In an unfilled floor cavity, for example, the floor deck, plasterboard and cavity alone must provide the sound insulation, which can result in a hollow sounding floor. Adding mineral wool improves the sound insulation by dissipating the sound energy as heat, due to the friction between the vibrating air molecules and strands in the narrow air paths within the mineral wool.
Fit for purpose
Different systems are available to ensure applications are fit for purpose and cost effective.

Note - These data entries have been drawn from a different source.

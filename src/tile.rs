//! Slippy-map tile addressing and regular grid generation.

use std::f64::consts::PI;

use geo::{BoundingRect, Coord, MultiPolygon, Rect};
use geojson::{Feature, FeatureCollection};
use log::{debug, info};
use serde_json::json;

use crate::adapter::multi_polygon_to_geojson;
use crate::error::{GridError, Result};

/// Deepest zoom level a grid can be generated for.
pub const MAX_ZOOM: u8 = 24;

/// Latitude limit of the Web Mercator tiling.
pub const MAX_LATITUDE: f64 = 85.051_128_779_806_59;

/// A tile in the XYZ scheme: x grows eastwards, y grows southwards.
#[derive(Debug, Clone, Copy, PartialEq, Eq, Hash)]
pub struct TileId {
    pub x: u32,
    pub y: u32,
    pub zoom: u8,
}

impl TileId {
    pub fn new(x: u32, y: u32, zoom: u8) -> Self {
        Self { x, y, zoom }
    }

    /// The tile covering a longitude/latitude at `zoom`.
    pub fn containing(lon: f64, lat: f64, zoom: u8) -> Self {
        let n = tiles_per_axis(zoom);
        let lat = lat.clamp(-MAX_LATITUDE, MAX_LATITUDE).to_radians();
        let x = ((lon + 180.0) / 360.0 * n).floor();
        let y = ((1.0 - (lat.tan() + 1.0 / lat.cos()).ln() / PI) / 2.0 * n).floor();
        Self {
            x: x.clamp(0.0, n - 1.0) as u32,
            y: y.clamp(0.0, n - 1.0) as u32,
            zoom,
        }
    }

    /// Geographic extent of the tile in degrees.
    pub fn bounds(&self) -> Rect<f64> {
        let n = tiles_per_axis(self.zoom);
        let lon = |x: f64| x / n * 360.0 - 180.0;
        let lat = |y: f64| (PI * (1.0 - 2.0 * y / n)).sinh().atan().to_degrees();
        Rect::new(
            Coord { x: lon(self.x as f64), y: lat(self.y as f64 + 1.0) },
            Coord { x: lon(self.x as f64 + 1.0), y: lat(self.y as f64) },
        )
    }

    /// Task feature for this tile: MultiPolygon geometry, addressed and splittable.
    pub fn to_feature(&self) -> Feature {
        let geometry = MultiPolygon(vec![self.bounds().to_polygon()]);
        let properties = json!({
            "x": self.x,
            "y": self.y,
            "zoom": self.zoom,
            "splittable": true,
        });
        Feature {
            bbox: None,
            geometry: Some(multi_polygon_to_geojson(&geometry)),
            id: None,
            properties: properties.as_object().cloned(),
            foreign_members: None,
        }
    }
}

fn tiles_per_axis(zoom: u8) -> f64 {
    2f64.powi(zoom as i32)
}

/// Create the grid of tiles at `zoom` covering the extent of `aoi`.
///
/// Tiles are emitted row by row from north to south. Tiles that only share
/// the extent's bounding box are included; trimming against the AOI removes
/// them.
pub fn generate_grid(aoi: &MultiPolygon<f64>, zoom: u8) -> Result<FeatureCollection> {
    if zoom > MAX_ZOOM {
        return Err(GridError::invalid(format!(
            "zoom {} is deeper than the maximum of {}", zoom, MAX_ZOOM
        )));
    }
    let extent = aoi.bounding_rect()
        .ok_or_else(|| GridError::invalid("cannot build a grid for an empty AOI"))?;

    let north_west = TileId::containing(extent.min().x, extent.max().y, zoom);
    let south_east = TileId::containing(extent.max().x, extent.min().y, zoom);
    let num_cols = (south_east.x - north_west.x + 1) as usize;
    let num_rows = (south_east.y - north_west.y + 1) as usize;

    info!("Creating {}x{} grid of tiles at zoom {}", num_rows, num_cols, zoom);
    debug!(
        "Extent bounds: ({:.6}, {:.6}) to ({:.6}, {:.6})",
        extent.min().x, extent.min().y, extent.max().x, extent.max().y
    );

    let mut features = Vec::with_capacity(num_rows * num_cols);
    for y in north_west.y..=south_east.y {
        for x in north_west.x..=south_east.x {
            features.push(TileId::new(x, y, zoom).to_feature());
        }
    }

    Ok(FeatureCollection {
        bbox: None,
        features,
        foreign_members: None,
    })
}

Within a school building for example, for those areas that are required to achieve a sound reduction performance of at least 40dBRw, such as a science laboratory, 12.5mm Knauf Wallboard each side of 50mm Knauf Insulation Acoustic Partition Roll with 50 or 70mm metal C studs will meet the requirements.
When it comes to the much higher stipulation for music rooms (60dBRw), 2 x 15mm Knauf Soundshield each side of 50mm Knauf Insulation Acoustic Partition Roll with staggered 92mm metal studs is advised. However, such a construction can only achieve its expected performance if the junction details are also carefully designed and correctly installed.
Mineral wool insulation incorporated into roofs, walls and floors can make a significant contribution to the acoustic performance of a building. Built up metal roofs for instance, are able to provide a high level of separation between the two sides of the roof. With the inclusion of mineral wool insulation, high levels of sound absorption are possible, ensuring that issues caused by rain noise are also minimised.
With mandatory testing on the cards for schools in particular, it seems that good acoustic design has quickly moved up the agenda meaning architects, designers and building engineers must now see its inclusion as integral to any new public building design.